'''

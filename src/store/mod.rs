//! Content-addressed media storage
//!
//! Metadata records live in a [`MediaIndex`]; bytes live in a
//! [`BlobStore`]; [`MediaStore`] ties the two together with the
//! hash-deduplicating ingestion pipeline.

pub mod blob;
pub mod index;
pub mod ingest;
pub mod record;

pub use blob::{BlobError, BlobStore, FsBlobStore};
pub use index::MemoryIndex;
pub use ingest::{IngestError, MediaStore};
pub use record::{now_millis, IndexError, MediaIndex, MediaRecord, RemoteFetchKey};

'''

▶ **Prompt**
Those lines from the one with "pub use index::MemoryIndex;" through the last line of the material above are to be retyped exactly, with nothing else.

▶ **Result**
pub use index::MemoryIndex;
pub use ingest::{IngestError, MediaStore};
pub use record::{now_millis, IndexError, MediaIndex, MediaRecord, RemoteFetchKey};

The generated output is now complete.